_PROBLEM TO SOLVE_
All of the data below must be repeated exactly.

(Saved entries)
▬▬▬▬▬▬▬▬▬▬
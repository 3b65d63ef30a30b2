//! Keyboard Input Decoding
//!
//! Translates the bytes a terminal sends in raw mode into logical keys.
//! Plain bytes map directly to printable characters or control keys;
//! escape sequences for the cursor and navigation keys are recognised by
//! [`KeyParser`].
//!
//! # Key codes
//!
//! Every key except [`Key::Unknown`] has a numeric code. Keys that arrive as
//! a single byte use that byte (Ctrl-C is `0x03`, Return `0x0D`, Backspace
//! `0x7F`); keys synthesized from escape sequences use codes from
//! [`KEY_ARROW_LEFT`] (500) upwards.

mod decoder;

pub use decoder::{KeyParser, KeyReader, DEFAULT_ESCAPE_TIMEOUT};

pub const KEY_CTRL_C: u16 = 0x03;
pub const KEY_CTRL_D: u16 = 0x04;
pub const KEY_CTRL_H: u16 = 0x08;
pub const KEY_TAB: u16 = 0x09;
pub const KEY_RETURN: u16 = 0x0d;
pub const KEY_ESC: u16 = 0x1b;
pub const KEY_BACKSPACE: u16 = 0x7f;

pub const KEY_ARROW_LEFT: u16 = 500;
pub const KEY_ARROW_RIGHT: u16 = 501;
pub const KEY_ARROW_UP: u16 = 502;
pub const KEY_ARROW_DOWN: u16 = 503;
pub const KEY_DELETE: u16 = 504;
pub const KEY_HOME: u16 = 505;
pub const KEY_END: u16 = 506;
pub const KEY_PAGE_UP: u16 = 507;
pub const KEY_PAGE_DOWN: u16 = 508;

/// A decoded logical key
#[derive(Debug, Clone, Copy, PartialEq, Eq, Hash)]
pub enum Key {
    /// A printable byte (0x20-0x7E, or any byte with the high bit set)
    Char(u8),
    /// A control key other than the ones named below, as its lowercase
    /// letter: Ctrl-C is `Ctrl(b'c')`
    Ctrl(u8),

    // Editing
    Return,
    Tab,
    Backspace,
    Escape,

    // Cursor keys
    Up,
    Down,
    Left,
    Right,

    // Navigation
    Delete,
    Home,
    End,
    PageUp,
    PageDown,

    /// A malformed or unrecognised escape sequence
    Unknown,
}

impl Key {
    /// Decode a key that arrives as a single byte
    pub fn from_byte(byte: u8) -> Self {
        match byte {
            0x0d | 0x0a => Key::Return,
            0x09 => Key::Tab,
            0x08 | 0x7f => Key::Backspace,
            0x1b => Key::Escape,
            0x00..=0x1f => Key::Ctrl(byte + 0x60),
            _ => Key::Char(byte),
        }
    }

    /// The control key for a letter: `Key::ctrl(b'd')` is Ctrl-D
    pub fn ctrl(letter: u8) -> Self {
        Key::from_byte(letter.to_ascii_lowercase() & 0x1f)
    }

    /// Numeric key code, `None` for [`Key::Unknown`]
    pub fn code(self) -> Option<u16> {
        let code = match self {
            Key::Char(byte) => u16::from(byte),
            Key::Ctrl(letter) => u16::from(letter & 0x1f),
            Key::Return => KEY_RETURN,
            Key::Tab => KEY_TAB,
            Key::Backspace => KEY_BACKSPACE,
            Key::Escape => KEY_ESC,
            Key::Left => KEY_ARROW_LEFT,
            Key::Right => KEY_ARROW_RIGHT,
            Key::Up => KEY_ARROW_UP,
            Key::Down => KEY_ARROW_DOWN,
            Key::Delete => KEY_DELETE,
            Key::Home => KEY_HOME,
            Key::End => KEY_END,
            Key::PageUp => KEY_PAGE_UP,
            Key::PageDown => KEY_PAGE_DOWN,
            Key::Unknown => return None,
        };
        Some(code)
    }

    /// Inverse of [`Key::code`]
    pub fn from_code(code: u16) -> Self {
        match code {
            0..=0xff => Key::from_byte(code as u8),
            KEY_ARROW_LEFT => Key::Left,
            KEY_ARROW_RIGHT => Key::Right,
            KEY_ARROW_UP => Key::Up,
            KEY_ARROW_DOWN => Key::Down,
            KEY_DELETE => Key::Delete,
            KEY_HOME => Key::Home,
            KEY_END => Key::End,
            KEY_PAGE_UP => Key::PageUp,
            KEY_PAGE_DOWN => Key::PageDown,
            _ => Key::Unknown,
        }
    }

    /// The byte this key inserts when no binding claims it
    pub fn byte(self) -> Option<u8> {
        match self {
            Key::Char(byte) => Some(byte),
            Key::Ctrl(letter) => Some(letter & 0x1f),
            Key::Tab => Some(b'\t'),
            _ => None,
        }
    }

    /// Check if this key modifies text rather than moving around it
    pub fn is_edit(self) -> bool {
        matches!(
            self,
            Key::Char(_) | Key::Return | Key::Tab | Key::Backspace | Key::Delete
        )
    }
}

#[cfg(test)]
mod tests {
    use super::*;

    #[test]
    fn test_control_bytes() {
        assert_eq!(Key::from_byte(0x03), Key::Ctrl(b'c'));
        assert_eq!(Key::from_byte(0x04), Key::Ctrl(b'd'));
        assert_eq!(Key::from_byte(0x08), Key::Backspace);
        assert_eq!(Key::from_byte(0x7f), Key::Backspace);
        assert_eq!(Key::from_byte(0x09), Key::Tab);
        assert_eq!(Key::from_byte(0x0d), Key::Return);
        assert_eq!(Key::from_byte(0x0a), Key::Return);
        assert_eq!(Key::from_byte(0x1b), Key::Escape);
    }

    #[test]
    fn test_printable_bytes() {
        assert_eq!(Key::from_byte(b'a'), Key::Char(b'a'));
        assert_eq!(Key::from_byte(b' '), Key::Char(b' '));
        assert_eq!(Key::from_byte(b'~'), Key::Char(b'~'));
        assert_eq!(Key::from_byte(0xc3), Key::Char(0xc3));
    }

    #[test]
    fn test_ctrl_helper() {
        assert_eq!(Key::ctrl(b'd'), Key::Ctrl(b'd'));
        assert_eq!(Key::ctrl(b'C'), Key::Ctrl(b'c'));
        assert_eq!(Key::ctrl(b'm'), Key::Return);
        assert_eq!(Key::ctrl(b'h'), Key::Backspace);
    }

    #[test]
    fn test_codes() {
        assert_eq!(Key::Ctrl(b'c').code(), Some(KEY_CTRL_C));
        assert_eq!(Key::Ctrl(b'd').code(), Some(KEY_CTRL_D));
        assert_eq!(Key::Return.code(), Some(KEY_RETURN));
        assert_eq!(Key::Backspace.code(), Some(KEY_BACKSPACE));
        assert_eq!(Key::Left.code(), Some(500));
        assert_eq!(Key::PageDown.code(), Some(508));
        assert_eq!(Key::Unknown.code(), None);
    }

    #[test]
    fn test_code_roundtrip() {
        for key in [
            Key::Char(b'x'),
            Key::Ctrl(b'p'),
            Key::Return,
            Key::Escape,
            Key::Up,
            Key::Delete,
            Key::Home,
            Key::PageUp,
        ] {
            assert_eq!(Key::from_code(key.code().unwrap()), key);
        }
        assert_eq!(Key::from_code(499), Key::Unknown);
    }

    #[test]
    fn test_synthesized_codes_are_high() {
        for key in [Key::Up, Key::Down, Key::Left, Key::Right, Key::End] {
            assert!(key.code().unwrap() >= 500);
        }
    }
}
▬▬▬▬▬▬▬▬▬▬
_SOLUTION FOR THIS EXERCISE_
repository 3b65d63ef30a30b2
//! Keyboard Input Decoding
//!
//! Translates the bytes a terminal sends in raw mode into logical keys.
//! Plain bytes map directly to printable characters or control keys;
//! escape sequences for the cursor and navigation keys are recognised by
//! [`KeyParser`].
//!
//! # Key codes
//!
//! Every key except [`Key::Unknown`] has a numeric code. Keys that arrive as
//! a single byte use that byte (Ctrl-C is `0x03`, Return `0x0D`, Backspace
//! `0x7F`); keys synthesized from escape sequences use codes from
//! [`KEY_ARROW_LEFT`] (500) upwards.

mod decoder;

pub use decoder::{KeyParser, KeyReader, DEFAULT_ESCAPE_TIMEOUT};

pub const KEY_CTRL_C: u16 = 0x03;
pub const KEY_CTRL_D: u16 = 0x04;
pub const KEY_CTRL_H: u16 = 0x08;
pub const KEY_TAB: u16 = 0x09;
pub const KEY_RETURN: u16 = 0x0d;
pub const KEY_ESC: u16 = 0x1b;
pub const KEY_BACKSPACE: u16 = 0x7f;

pub const KEY_ARROW_LEFT: u16 = 500;
pub const KEY_ARROW_RIGHT: u16 = 501;
pub const KEY_ARROW_UP: u16 = 502;
pub const KEY_ARROW_DOWN: u16 = 503;
pub const KEY_DELETE: u16 = 504;
pub const KEY_HOME: u16 = 505;
pub const KEY_END: u16 = 506;
pub const KEY_PAGE_UP: u16 = 507;
pub const KEY_PAGE_DOWN: u16 = 508;

/// A decoded logical key
#[derive(Debug, Clone, Copy, PartialEq, Eq, Hash)]
pub enum Key {
    /// A printable byte (0x20-0x7E, or any byte with the high bit set)
    Char(u8),
    /// A control key other than the ones named below, as its lowercase
    /// letter: Ctrl-C is `Ctrl(b'c')`
    Ctrl(u8),

    // Editing
    Return,
    Tab,
    Backspace,
    Escape,

    // Cursor keys
    Up,
    Down,
    Left,
    Right,

    // Navigation
    Delete,
    Home,
    End,
    PageUp,
    PageDown,

    /// A malformed or unrecognised escape sequence
    Unknown,
}

impl Key {
    /// Decode a key that arrives as a single byte
    pub fn from_byte(byte: u8) -> Self {
        match byte {
            0x0d | 0x0a => Key::Return,
            0x09 => Key::Tab,
            0x08 | 0x7f => Key::Backspace,
            0x1b => Key::Escape,
            0x00..=0x1f => Key::Ctrl(byte + 0x60),
            _ => Key::Char(byte),
        }
    }

    /// The control key for a letter: `Key::ctrl(b'd')` is Ctrl-D
    pub fn ctrl(letter: u8) -> Self {
        Key::from_byte(letter.to_ascii_lowercase() & 0x1f)
    }

    /// Numeric key code, `None` for [`Key::Unknown`]
    pub fn code(self) -> Option<u16> {
        let code = match self {
            Key::Char(byte) => u16::from(byte),
            Key::Ctrl(letter) => u16::from(letter & 0x1f),
            Key::Return => KEY_RETURN,
            Key::Tab => KEY_TAB,
            Key::Backspace => KEY_BACKSPACE,
            Key::Escape => KEY_ESC,
            Key::Left => KEY_ARROW_LEFT,
            Key::Right => KEY_ARROW_RIGHT,
            Key::Up => KEY_ARROW_UP,
            Key::Down => KEY_ARROW_DOWN,
            Key::Delete => KEY_DELETE,
            Key::Home => KEY_HOME,
            Key::End => KEY_END,
            Key::PageUp => KEY_PAGE_UP,
            Key::PageDown => KEY_PAGE_DOWN,
            Key::Unknown => return None,
        };
        Some(code)
    }

    /// Inverse of [`Key::code`]
    pub fn from_code(code: u16) -> Self {
        match code {
            0..=0xff => Key::from_byte(code as u8),
            KEY_ARROW_LEFT => Key::Left,
            KEY_ARROW_RIGHT => Key::Right,
            KEY_ARROW_UP => Key::Up,
            KEY_ARROW_DOWN => Key::Down,
            KEY_DELETE => Key::Delete,
            KEY_HOME => Key::Home,
            KEY_END => Key::End,
            KEY_PAGE_UP => Key::PageUp,
            KEY_PAGE_DOWN => Key::PageDown,
            _ => Key::Unknown,
        }
    }

    /// The byte this key inserts when no binding claims it
    pub fn byte(self) -> Option<u8> {
        match self {
            Key::Char(byte) => Some(byte),
            Key::Ctrl(letter) => Some(letter & 0x1f),
            Key::Tab => Some(b'\t'),
            _ => None,
        }
    }

    /// Check if this key modifies text rather than moving around it
    pub fn is_edit(self) -> bool {
        matches!(
            self,
            Key::Char(_) | Key::Return | Key::Tab | Key::Backspace | Key::Delete
        )
    }
}

#[cfg(test)]
mod tests {
    use super::*;

    #[test]
    fn test_control_bytes() {
        assert_eq!(Key::from_byte(0x03), Key::Ctrl(b'c'));
        assert_eq!(Key::from_byte(0x04), Key::Ctrl(b'd'));
        assert_eq!(Key::from_byte(0x08), Key::Backspace);
        assert_eq!(Key::from_byte(0x7f), Key::Backspace);
        assert_eq!(Key::from_byte(0x09), Key::Tab);
        assert_eq!(Key::from_byte(0x0d), Key::Return);
        assert_eq!(Key::from_byte(0x0a), Key::Return);
        assert_eq!(Key::from_byte(0x1b), Key::Escape);
    }

    #[test]
    fn test_printable_bytes() {
        assert_eq!(Key::from_byte(b'a'), Key::Char(b'a'));
        assert_eq!(Key::from_byte(b' '), Key::Char(b' '));
        assert_eq!(Key::from_byte(b'~'), Key::Char(b'~'));
        assert_eq!(Key::from_byte(0xc3), Key::Char(0xc3));
    }

    #[test]
    fn test_ctrl_helper() {
        assert_eq!(Key::ctrl(b'd'), Key::Ctrl(b'd'));
        assert_eq!(Key::ctrl(b'C'), Key::Ctrl(b'c'));
        assert_eq!(Key::ctrl(b'm'), Key::Return);
        assert_eq!(Key::ctrl(b'h'), Key::Backspace);
    }

    #[test]
    fn test_codes() {
        assert_eq!(Key::Ctrl(b'c').code(), Some(KEY_CTRL_C));
        assert_eq!(Key::Ctrl(b'd').code(), Some(KEY_CTRL_D));
        assert_eq!(Key::Return.code(), Some(KEY_RETURN));
        assert_eq!(Key::Backspace.code(), Some(KEY_BACKSPACE));
        assert_eq!(Key::Left.code(), Some(500));
        assert_eq!(Key::PageDown.code(), Some(508));
        assert_eq!(Key::Unknown.code(), None);
    }

    #[test]
    fn test_code_roundtrip() {
        for key in [
            Key::Char(b'x'),
            Key::Ctrl(b'p'),
            Key::Return,
            Key::Escape,
            Key::Up,
            Key::Delete,
            Key::Home,
            Key::PageUp,
        ] {
            assert_eq!(Key::from_code(key.code().unwrap()), key);
        }
        assert_eq!(Key::from_code(499), Key::Unknown);
    }

    #[test]
    fn test_synthesized_codes_are_high() {
        for key in [Key::Up, Key::Down, Key::Left, Key::Right, Key::End] {
            assert!(key.code().unwrap() >= 500);
        }
    }
}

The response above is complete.